- Task to carry out
Your task is to repeat exactly the lines below between the line holding "let file = File::create(&path)" and the line holding "Panics abort the", inclusive, and only those.

———

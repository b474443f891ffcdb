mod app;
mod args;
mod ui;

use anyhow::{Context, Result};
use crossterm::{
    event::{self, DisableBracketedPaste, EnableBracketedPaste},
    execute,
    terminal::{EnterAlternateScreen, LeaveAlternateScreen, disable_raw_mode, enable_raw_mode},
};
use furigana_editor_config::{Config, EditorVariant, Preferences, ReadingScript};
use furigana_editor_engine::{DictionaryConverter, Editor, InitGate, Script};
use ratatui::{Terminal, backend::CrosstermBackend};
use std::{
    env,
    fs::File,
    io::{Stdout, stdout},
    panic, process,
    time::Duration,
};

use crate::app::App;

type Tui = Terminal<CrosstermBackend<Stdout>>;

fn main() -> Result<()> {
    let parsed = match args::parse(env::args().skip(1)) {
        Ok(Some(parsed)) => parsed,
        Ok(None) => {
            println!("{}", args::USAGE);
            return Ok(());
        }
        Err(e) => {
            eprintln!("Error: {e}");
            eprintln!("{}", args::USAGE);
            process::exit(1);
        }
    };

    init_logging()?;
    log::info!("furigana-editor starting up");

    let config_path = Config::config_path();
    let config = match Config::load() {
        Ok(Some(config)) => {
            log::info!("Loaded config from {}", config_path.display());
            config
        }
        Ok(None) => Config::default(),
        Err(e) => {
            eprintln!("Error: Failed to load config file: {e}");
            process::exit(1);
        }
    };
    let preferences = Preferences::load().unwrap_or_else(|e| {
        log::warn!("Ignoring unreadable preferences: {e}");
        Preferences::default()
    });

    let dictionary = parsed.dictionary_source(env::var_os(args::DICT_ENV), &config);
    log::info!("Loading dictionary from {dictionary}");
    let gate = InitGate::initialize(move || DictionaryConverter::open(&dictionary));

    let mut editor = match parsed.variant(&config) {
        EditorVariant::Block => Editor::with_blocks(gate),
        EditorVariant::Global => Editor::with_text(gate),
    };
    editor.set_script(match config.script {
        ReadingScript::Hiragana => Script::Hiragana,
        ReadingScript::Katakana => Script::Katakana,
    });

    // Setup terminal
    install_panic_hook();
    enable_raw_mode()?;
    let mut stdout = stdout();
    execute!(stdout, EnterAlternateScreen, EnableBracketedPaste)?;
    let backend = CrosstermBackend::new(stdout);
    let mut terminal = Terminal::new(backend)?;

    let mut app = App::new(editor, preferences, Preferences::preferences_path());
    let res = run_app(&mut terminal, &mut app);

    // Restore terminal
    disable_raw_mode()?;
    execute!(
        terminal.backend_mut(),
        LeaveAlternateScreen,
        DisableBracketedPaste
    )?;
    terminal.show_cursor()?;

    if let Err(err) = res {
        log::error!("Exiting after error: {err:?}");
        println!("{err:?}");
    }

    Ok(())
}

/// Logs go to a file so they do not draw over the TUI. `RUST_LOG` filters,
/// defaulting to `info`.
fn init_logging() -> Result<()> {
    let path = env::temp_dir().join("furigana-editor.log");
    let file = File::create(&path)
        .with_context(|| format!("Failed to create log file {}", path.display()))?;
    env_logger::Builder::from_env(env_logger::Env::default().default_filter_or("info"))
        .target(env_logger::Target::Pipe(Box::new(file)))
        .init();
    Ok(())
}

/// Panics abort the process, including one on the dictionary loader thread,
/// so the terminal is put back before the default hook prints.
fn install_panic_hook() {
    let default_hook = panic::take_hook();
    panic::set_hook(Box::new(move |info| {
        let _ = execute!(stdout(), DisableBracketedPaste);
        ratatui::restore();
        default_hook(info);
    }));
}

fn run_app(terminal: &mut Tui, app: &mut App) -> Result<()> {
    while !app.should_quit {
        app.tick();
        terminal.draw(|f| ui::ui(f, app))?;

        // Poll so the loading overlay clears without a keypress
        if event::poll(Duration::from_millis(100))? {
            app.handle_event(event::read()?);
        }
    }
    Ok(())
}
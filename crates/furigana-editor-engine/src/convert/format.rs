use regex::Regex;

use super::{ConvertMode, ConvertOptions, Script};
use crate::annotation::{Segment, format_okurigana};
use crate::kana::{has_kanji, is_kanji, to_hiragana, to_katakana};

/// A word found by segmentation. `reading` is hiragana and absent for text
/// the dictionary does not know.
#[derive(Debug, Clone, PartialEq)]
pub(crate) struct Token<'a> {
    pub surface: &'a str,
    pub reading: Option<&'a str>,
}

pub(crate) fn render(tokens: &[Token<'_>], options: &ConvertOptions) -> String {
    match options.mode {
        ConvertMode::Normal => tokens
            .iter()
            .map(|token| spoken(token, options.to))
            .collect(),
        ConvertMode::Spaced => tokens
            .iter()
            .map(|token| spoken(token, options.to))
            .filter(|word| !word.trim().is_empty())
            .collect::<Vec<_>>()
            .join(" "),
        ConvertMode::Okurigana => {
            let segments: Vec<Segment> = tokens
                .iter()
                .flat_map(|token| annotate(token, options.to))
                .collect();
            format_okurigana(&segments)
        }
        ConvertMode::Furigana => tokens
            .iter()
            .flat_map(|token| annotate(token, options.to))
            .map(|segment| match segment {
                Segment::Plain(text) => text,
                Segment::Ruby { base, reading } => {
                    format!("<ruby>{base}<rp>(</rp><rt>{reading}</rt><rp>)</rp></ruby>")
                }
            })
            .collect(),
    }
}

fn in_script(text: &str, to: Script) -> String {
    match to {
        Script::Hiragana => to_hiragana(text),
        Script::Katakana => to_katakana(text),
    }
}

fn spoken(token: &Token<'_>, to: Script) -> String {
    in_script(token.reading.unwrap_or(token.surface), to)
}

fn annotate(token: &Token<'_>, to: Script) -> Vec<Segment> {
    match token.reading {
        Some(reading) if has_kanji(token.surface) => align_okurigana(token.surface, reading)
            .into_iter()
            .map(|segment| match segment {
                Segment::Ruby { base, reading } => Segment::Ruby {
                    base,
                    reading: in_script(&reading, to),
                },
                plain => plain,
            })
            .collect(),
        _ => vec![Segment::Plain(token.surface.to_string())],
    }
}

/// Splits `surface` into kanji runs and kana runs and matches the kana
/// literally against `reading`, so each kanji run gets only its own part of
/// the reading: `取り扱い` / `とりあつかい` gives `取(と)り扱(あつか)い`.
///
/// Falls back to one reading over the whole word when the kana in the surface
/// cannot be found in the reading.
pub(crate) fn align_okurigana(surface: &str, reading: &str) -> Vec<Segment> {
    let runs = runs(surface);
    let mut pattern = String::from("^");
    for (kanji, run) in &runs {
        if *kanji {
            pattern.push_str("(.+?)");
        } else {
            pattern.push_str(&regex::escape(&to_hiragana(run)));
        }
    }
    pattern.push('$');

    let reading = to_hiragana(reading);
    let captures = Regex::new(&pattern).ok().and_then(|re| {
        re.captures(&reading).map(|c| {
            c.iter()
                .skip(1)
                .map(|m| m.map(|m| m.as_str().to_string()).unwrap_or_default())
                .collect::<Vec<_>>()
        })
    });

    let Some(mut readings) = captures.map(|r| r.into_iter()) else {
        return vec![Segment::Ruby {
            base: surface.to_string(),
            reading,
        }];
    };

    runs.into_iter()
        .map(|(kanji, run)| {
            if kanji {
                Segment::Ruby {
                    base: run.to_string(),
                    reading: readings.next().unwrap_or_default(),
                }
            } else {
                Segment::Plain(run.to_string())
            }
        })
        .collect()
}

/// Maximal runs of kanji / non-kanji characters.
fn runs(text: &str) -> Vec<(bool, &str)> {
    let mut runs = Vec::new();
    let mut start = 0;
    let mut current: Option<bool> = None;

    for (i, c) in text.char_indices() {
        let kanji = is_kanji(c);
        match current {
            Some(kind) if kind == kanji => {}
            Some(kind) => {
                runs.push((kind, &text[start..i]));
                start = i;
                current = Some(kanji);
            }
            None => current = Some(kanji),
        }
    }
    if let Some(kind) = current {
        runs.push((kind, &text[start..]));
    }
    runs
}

———

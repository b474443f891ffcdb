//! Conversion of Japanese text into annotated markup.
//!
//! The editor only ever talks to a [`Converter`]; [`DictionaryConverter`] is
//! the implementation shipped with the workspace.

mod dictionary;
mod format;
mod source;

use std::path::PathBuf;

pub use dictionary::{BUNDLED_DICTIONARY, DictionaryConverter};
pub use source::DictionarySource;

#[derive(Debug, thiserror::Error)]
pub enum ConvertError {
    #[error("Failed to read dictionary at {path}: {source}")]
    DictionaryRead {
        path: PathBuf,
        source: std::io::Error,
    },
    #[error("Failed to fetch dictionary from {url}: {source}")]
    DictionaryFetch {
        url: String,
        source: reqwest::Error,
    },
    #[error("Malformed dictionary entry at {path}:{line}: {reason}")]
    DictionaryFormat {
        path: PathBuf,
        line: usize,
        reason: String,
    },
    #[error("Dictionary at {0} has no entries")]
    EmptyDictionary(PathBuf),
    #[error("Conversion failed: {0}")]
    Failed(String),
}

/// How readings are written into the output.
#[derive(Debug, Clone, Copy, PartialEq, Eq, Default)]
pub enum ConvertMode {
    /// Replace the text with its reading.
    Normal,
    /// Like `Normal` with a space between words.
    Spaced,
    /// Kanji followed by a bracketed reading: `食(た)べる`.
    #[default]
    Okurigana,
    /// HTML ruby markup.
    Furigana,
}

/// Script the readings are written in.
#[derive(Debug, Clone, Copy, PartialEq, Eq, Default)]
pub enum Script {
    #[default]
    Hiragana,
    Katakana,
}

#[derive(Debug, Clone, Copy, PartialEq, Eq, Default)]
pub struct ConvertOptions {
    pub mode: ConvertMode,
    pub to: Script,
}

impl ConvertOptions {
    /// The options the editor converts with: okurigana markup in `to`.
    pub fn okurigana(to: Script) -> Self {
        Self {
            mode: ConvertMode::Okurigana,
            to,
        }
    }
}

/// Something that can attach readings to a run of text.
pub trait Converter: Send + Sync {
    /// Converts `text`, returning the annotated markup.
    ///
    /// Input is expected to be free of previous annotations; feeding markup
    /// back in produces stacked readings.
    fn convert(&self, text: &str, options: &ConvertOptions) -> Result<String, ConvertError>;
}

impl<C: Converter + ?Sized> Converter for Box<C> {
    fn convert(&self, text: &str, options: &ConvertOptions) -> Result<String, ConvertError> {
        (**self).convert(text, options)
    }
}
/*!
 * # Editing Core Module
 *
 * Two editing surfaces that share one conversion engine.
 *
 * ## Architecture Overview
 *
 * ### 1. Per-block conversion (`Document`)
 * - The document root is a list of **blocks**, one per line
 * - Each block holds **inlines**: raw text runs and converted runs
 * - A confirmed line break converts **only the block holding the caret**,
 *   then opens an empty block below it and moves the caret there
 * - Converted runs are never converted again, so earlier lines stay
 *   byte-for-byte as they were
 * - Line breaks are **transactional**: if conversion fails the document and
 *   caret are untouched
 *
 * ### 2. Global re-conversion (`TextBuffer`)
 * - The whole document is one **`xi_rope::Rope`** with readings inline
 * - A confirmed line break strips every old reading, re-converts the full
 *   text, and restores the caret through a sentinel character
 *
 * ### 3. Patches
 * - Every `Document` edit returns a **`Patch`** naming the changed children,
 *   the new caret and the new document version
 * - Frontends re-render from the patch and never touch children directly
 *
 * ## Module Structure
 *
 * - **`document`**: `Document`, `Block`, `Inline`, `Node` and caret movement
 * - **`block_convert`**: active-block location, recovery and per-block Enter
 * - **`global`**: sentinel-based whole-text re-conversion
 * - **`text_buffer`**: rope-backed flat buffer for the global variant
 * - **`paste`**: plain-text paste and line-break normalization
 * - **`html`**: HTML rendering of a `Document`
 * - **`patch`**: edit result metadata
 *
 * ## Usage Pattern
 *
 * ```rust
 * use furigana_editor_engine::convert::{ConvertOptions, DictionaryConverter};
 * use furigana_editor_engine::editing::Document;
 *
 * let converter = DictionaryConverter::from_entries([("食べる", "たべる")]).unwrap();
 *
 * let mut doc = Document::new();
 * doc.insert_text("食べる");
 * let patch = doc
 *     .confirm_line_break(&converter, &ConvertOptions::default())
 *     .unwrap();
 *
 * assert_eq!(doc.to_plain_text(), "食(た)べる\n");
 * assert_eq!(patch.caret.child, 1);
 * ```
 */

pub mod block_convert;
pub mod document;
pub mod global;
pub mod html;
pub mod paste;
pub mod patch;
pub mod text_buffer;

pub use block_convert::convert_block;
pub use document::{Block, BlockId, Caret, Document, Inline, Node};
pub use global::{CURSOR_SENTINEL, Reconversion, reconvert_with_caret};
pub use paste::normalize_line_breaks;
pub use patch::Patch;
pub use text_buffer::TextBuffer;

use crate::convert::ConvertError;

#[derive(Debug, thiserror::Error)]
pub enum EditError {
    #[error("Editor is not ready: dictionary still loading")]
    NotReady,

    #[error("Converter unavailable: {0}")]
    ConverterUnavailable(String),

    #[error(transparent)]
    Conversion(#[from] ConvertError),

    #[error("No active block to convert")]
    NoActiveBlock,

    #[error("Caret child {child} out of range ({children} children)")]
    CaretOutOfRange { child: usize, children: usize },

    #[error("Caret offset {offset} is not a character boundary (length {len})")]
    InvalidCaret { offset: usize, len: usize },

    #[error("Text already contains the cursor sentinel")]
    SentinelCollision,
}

———

- Answer box
    let file = File::create(&path)
        .with_context(|| format!("Failed to create log file {}", path.display()))?;
    env_logger::Builder::from_env(env_logger::Env::default().default_filter_or("info"))
        .target(env_logger::Target::Pipe(Box::new(file)))
        .init();
    Ok(())
}

/// Panics abort the process, including one on the dictionary loader thread,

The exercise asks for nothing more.